To Kill a Mockingbird by Harper Lee
Harper Lee’s Pulitzer Prize-winning novel To Kill a mockingbird, published in 1960, is a masterpiece of American literature. Set in the South during the Great Depression, it follows six-year-old Scout Finch’s life as she tries to make sense of the world around her. As Scout grows up, she is forced to confront racism and injustice when her father, a lawyer, defends a Black man accused of a serious crime. This book highlights how deep-rooted prejudices can become an obstacle in the pursuit of justice and equality. It’s a timeless classic that is still relevant today.
The Great Gatsby by F. Scott Fitzgerald
The Great Gatsby, published in 1925, is one of F. Scott Fitzgerald’s most celebrated works. The novel is set in an era in which the excess of the Jazz Age or Roaring Twenties clashes with its inherent moral decay. It tells the story of a wealthy man named Jay Gatsby, who is enchanted with his love for the glamorous Daisy Buchanan.
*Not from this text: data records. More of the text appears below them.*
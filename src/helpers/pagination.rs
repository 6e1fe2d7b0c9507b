//! Pagination: page slicing and page-link targets

use serde::Serialize;
use std::ops::{Range, RangeInclusive};

use crate::error::{Error, Result};

/// Posts per listing page
pub const POSTS_PER_PAGE: usize = 12;

/// Number of numbered links shown around the current page
pub const VISIBLE_PAGES: usize = 5;

/// How page links are addressed
#[derive(Debug, Clone, Copy, PartialEq, Eq, Serialize)]
#[serde(rename_all = "snake_case")]
pub enum LinkMode {
    /// `/tags/rust` -> `/tags/rust/page/2`
    PathSuffix,
    /// `/search?q=go` -> `/search?q=go&page=2`
    QueryParam,
}

/// Splits a collection of `total` items into 1-based pages
#[derive(Debug, Clone, Copy, PartialEq, Eq)]
pub struct Paginator {
    total: usize,
    per_page: usize,
}

impl Paginator {
    pub fn new(total: usize, per_page: usize) -> Self {
        Self {
            total,
            per_page: per_page.max(1),
        }
    }

    pub fn total(&self) -> usize {
        self.total
    }

    pub fn per_page(&self) -> usize {
        self.per_page
    }

    /// `ceil(total / per_page)`; zero for an empty collection
    pub fn total_pages(&self) -> usize {
        self.total.div_ceil(self.per_page)
    }

    /// Item range of `page`. Pages outside `1..=total_pages` are an error,
    /// never clamped.
    pub fn bounds(&self, page: usize) -> Result<Range<usize>> {
        let total_pages = self.total_pages();
        if page < 1 || page > total_pages {
            return Err(Error::PageOutOfRange { page, total_pages });
        }
        let start = (page - 1) * self.per_page;
        let end = (start + self.per_page).min(self.total);
        Ok(start..end)
    }

    /// The items of `page`
    pub fn page<'a, T>(&self, items: &'a [T], page: usize) -> Result<&'a [T]> {
        let range = self.bounds(page)?;
        Ok(&items[range])
    }
}

/// Everything needed to render a pagination control
#[derive(Debug, Clone, PartialEq, Eq, Serialize)]
pub struct PageLinks {
    pub current: usize,
    pub total_pages: usize,
    pub base_path: String,
    pub mode: LinkMode,
}

impl PageLinks {
    pub fn new(current: usize, total_pages: usize, base_path: impl Into<String>, mode: LinkMode) -> Self {
        Self {
            current,
            total_pages,
            base_path: base_path.into(),
            mode,
        }
    }

    /// No control is rendered without pages
    pub fn is_visible(&self) -> bool {
        self.total_pages > 0
    }

    /// Link target of `page`; page 1 is always the base path itself
    pub fn href(&self, page: usize) -> String {
        if page <= 1 {
            return self.base_path.clone();
        }
        match self.mode {
            LinkMode::PathSuffix => format!("{}/page/{}", self.base_path, page),
            LinkMode::QueryParam => {
                let separator = if self.base_path.contains('?') { '&' } else { '?' };
                format!("{}{}page={}", self.base_path, separator, page)
            }
        }
    }

    /// Numbered pages to show
    pub fn window(&self) -> RangeInclusive<usize> {
        page_window(self.current, self.total_pages, VISIBLE_PAGES)
    }

    pub fn first(&self) -> Option<String> {
        (self.current > 2).then(|| self.href(1))
    }

    pub fn prev(&self) -> Option<String> {
        (self.current > 1).then(|| self.href(self.current - 1))
    }

    pub fn next(&self) -> Option<String> {
        (self.current < self.total_pages).then(|| self.href(self.current + 1))
    }

    pub fn last(&self) -> Option<String> {
        (self.current + 1 < self.total_pages).then(|| self.href(self.total_pages))
    }
}

/// A window of `width` page numbers centered on `current`, clamped to
/// `1..=total_pages`. When the high end is clamped the window shifts down.
pub fn page_window(current: usize, total_pages: usize, width: usize) -> RangeInclusive<usize> {
    let start = current.saturating_sub(width / 2).max(1);
    let end = total_pages.min(start + width.saturating_sub(1));
    let start = if end + 1 < start + width {
        (end + 1).saturating_sub(width).max(1)
    } else {
        start
    };
    start..=end
}

/// Parse a page number from a route or query parameter
pub fn parse_page(raw: &str) -> Option<usize> {
    raw.trim().parse().ok()
}
impl SessionEngine {
    pub fn new(api: Arc<dyn SessionApi>, config: EngineConfig) -> Self {
        let buffer = OptimisticBuffer::new(config.optimistic_hold);
        Self {
            api,
            config,
            base: None,
            session: None,
            repo_hint: None,
            ledger: EventLedger::new(),
            buffer,
        }
    }

    pub fn config(&self) -> &EngineConfig {
        &self.config
    }

    /// Create a new session from `query` and make it the active one.
    ///
    /// A placeholder projection (temporary local id, pending status) and an
    /// optimistic message are visible immediately; on failure both are
    /// rolled back and the input text travels in the error for retry.
    pub async fn start(
        &mut self,
        query: &str,
        query_type: QueryType,
        repo_name: Option<&str>,
    ) -> Result<Uuid> {
        self.close();
        self.repo_hint = repo_name.map(str::to_string);
        self.base = Some(Session::placeholder(query, query_type));
        self.session = self.base.clone();
        let provisional = self.buffer.push(query);

        match self.api.create_session(query, query_type, repo_name).await {
            Ok(created) => {
                if let Some(base) = self.base.as_mut() {
                    base.session_id = created.session_id;
                    base.created_at = created.created_at;
                }
                self.session = self.base.clone();
                Ok(created.session_id)
            }
            Err(err) => {
                let input = self
                    .buffer
                    .remove(provisional.id)
                    .unwrap_or_else(|| query.to_string());
                self.close();
                Err(EngineError::submission(err.to_string(), input))
            }
        }
    }

    /// Load the snapshot for `session_id` and make it the active session.
    ///
    /// Opening a different session id first tears down all prior state.
    /// Reopening the current id merges the fresh backlog into the ledger,
    /// which the dedup rule makes safe at any time - including while live
    /// events are already flowing in through `ingest`.
    pub async fn open(&mut self, session_id: Uuid) -> Result<()> {
        if self.base.as_ref().map(|b| b.session_id) != Some(session_id) {
            self.close();
        }

        let (mut fetched, events) = tokio::try_join!(
            self.api.fetch_session(session_id),
            self.api.fetch_events(session_id, None)
        )?;

        // The status endpoint does not echo the query back; keep the
        // locally-known one from a placeholder or earlier open.
        if let Some(prev) = self.base.take() {
            if fetched.query.is_empty() {
                fetched.query = prev.query;
                fetched.query_type = prev.query_type;
            }
        }
        self.base = Some(fetched);

        for event in events {
            self.ledger.append(event);
        }
        self.refresh_projection();
        Ok(())
    }

    /// Feed one live event in. Events for any other session id are dropped,
    /// duplicates are absorbed by the ledger. Returns whether the ledger
    /// changed.
    pub fn ingest(&mut self, event: SessionEvent) -> bool {
        let Some(current) = self.base.as_ref().map(|b| b.session_id) else {
            return false;
        };
        if event.session_id != current {
            tracing::debug!(
                event_session = %event.session_id,
                active_session = %current,
                "dropping event for inactive session"
            );
            return false;
        }

        let appended = self.ledger.append(event);
        if appended {
            self.refresh_projection();
        }
        appended
    }

    /// Submit a follow-up message on the active session. `query_type` and
    /// `repo_name` default to what the session was opened with.
    ///
    /// The optimistic message appears in the transcript immediately and
    /// expires on its own once the hold elapses; on submission failure it is
    /// rolled back and its text returned inside the error.
    pub async fn submit(
        &mut self,
        query: &str,
        query_type: Option<QueryType>,
        repo_name: Option<&str>,
    ) -> Result<CreatedTurn> {
        let (session_id, session_query_type) = self
            .base
            .as_ref()
            .map(|b| (b.session_id, b.query_type))
            .ok_or(EngineError::NoActiveSession)?;
        let query_type = query_type.unwrap_or(session_query_type);

        let provisional = self.buffer.push(query);
        let repo_hint = repo_name
            .map(str::to_string)
            .or_else(|| self.repo_hint.clone());
        match self
            .api
            .post_message(session_id, query, query_type, repo_hint.as_deref())
            .await
        {
            Ok(created) => Ok(CreatedTurn {
                session_id: created.session_id,
                stream_url: created.stream_url,
            }),
            Err(err) => {
                let input = self
                    .buffer
                    .remove(provisional.id)
                    .unwrap_or_else(|| query.to_string());
                Err(EngineError::submission(err.to_string(), input))
            }
        }
    }

    /// Derive the display transcript from the current ledger, projection,
    /// and optimistic buffer. Stale optimistic entries are expired first.
    pub fn transcript(&mut self) -> Vec<DisplayMessage> {
        self.buffer.expire_stale(Utc::now());
        match &self.session {
            Some(session) => derive_transcript(session, self.ledger.events(), self.buffer.messages()),
            None => Vec::new(),
        }
    }

    /// Steps of the in-progress turn, for a live progress indicator
    pub fn running_steps(&self) -> Vec<StepSummary> {
        running_steps(self.ledger.events())
    }

    /// Current session projection
    pub fn session(&self) -> Option<&Session> {
        self.session.as_ref()
    }

    /// Revision subscription; bumps once per ledger mutation
    pub fn subscribe(&self) -> tokio::sync::watch::Receiver<u64> {
        self.ledger.subscribe()
    }

    // Rendering collaborators get the derived transcript and projection
    // only; the ledger itself stays internal.
    pub(crate) fn ledger(&self) -> &EventLedger {
        &self.ledger
    }

    /// Tear down all per-session state. Safe to call repeatedly.
    pub fn close(&mut self) {
        self.ledger.clear();
        self.buffer.clear();
        self.base = None;
        self.session = None;
        self.repo_hint = None;
    }

    fn refresh_projection(&mut self) {
        let Some(base) = &self.base else {
            self.session = None;
            return;
        };
        let mut projection = base.clone();
        for event in self.ledger.events() {
            projection.apply_event(event);
        }
        self.session = Some(projection);
    }
}
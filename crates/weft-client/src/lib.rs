// HTTP and SSE collaborators for the Weft engine
//
// Implements the weft-core trait seams over reqwest: HttpSessionApi for the
// snapshot/CRUD surface and SseConnector for the live push stream.

pub mod client;
pub mod stream;

pub use client::{ApiError, HttpSessionApi};
pub use stream::{ConnectionStatus, SseConnector};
This novel is a reflection of the idea that the quest for the American Dream is often ultimately unfulfilling.
Moby-Dick by Herman Melville
Written by Herman Melville in 1851, Moby-Dick is an allegory of the human condition, telling the tale of Captain Ahab’s obsession to hunt down and kill the great white whale that bit off his leg, Moby-Dick. This epic novel explores themes of revenge, isolation, fate, and man’s place in the universe. It is a true classic that has influenced many writers since its publication.
Adventures of Huckleberry Finn by Mark Twain
Adventures of Huckleberry Finn, written by Mark Twain, is considered one of the great American novels by many. Published in 1884, it’s a story about a young boy named Huck Finn who teams up with a runaway slave named Jim to escape their lives in Missouri. The book explores themes of race, identity, and the morality of slavery in the pre-Civil War South. It is written in a unique style, including regional dialects, making it a realistic portrayal of life in the South in the mid-1800s.
The Catcher in the Rye by J.D. Salinger
The Catcher in the Rye, by J.D. Salinger, is a coming-of-age story that follows the seventeen-year-old protagonist Holden Caulfield, who has just been expelled from his prep school. The novel explores the theme of adolescence and its relationship to the world at large. It is a well-known classic that has struck a chord with readers since its publication in 1951.
There are countless other American classics that are worth exploring, but the novels above are an excellent starting point. American literature has given us tales that are both timeless and thought-provoking, and these books are a testament to that. Anyone looking to add depth to their reading experience is sure to find something they’ll love in the above books. These works have stood the test of time and remained relevant decades after they were written, cementing their place in literary history.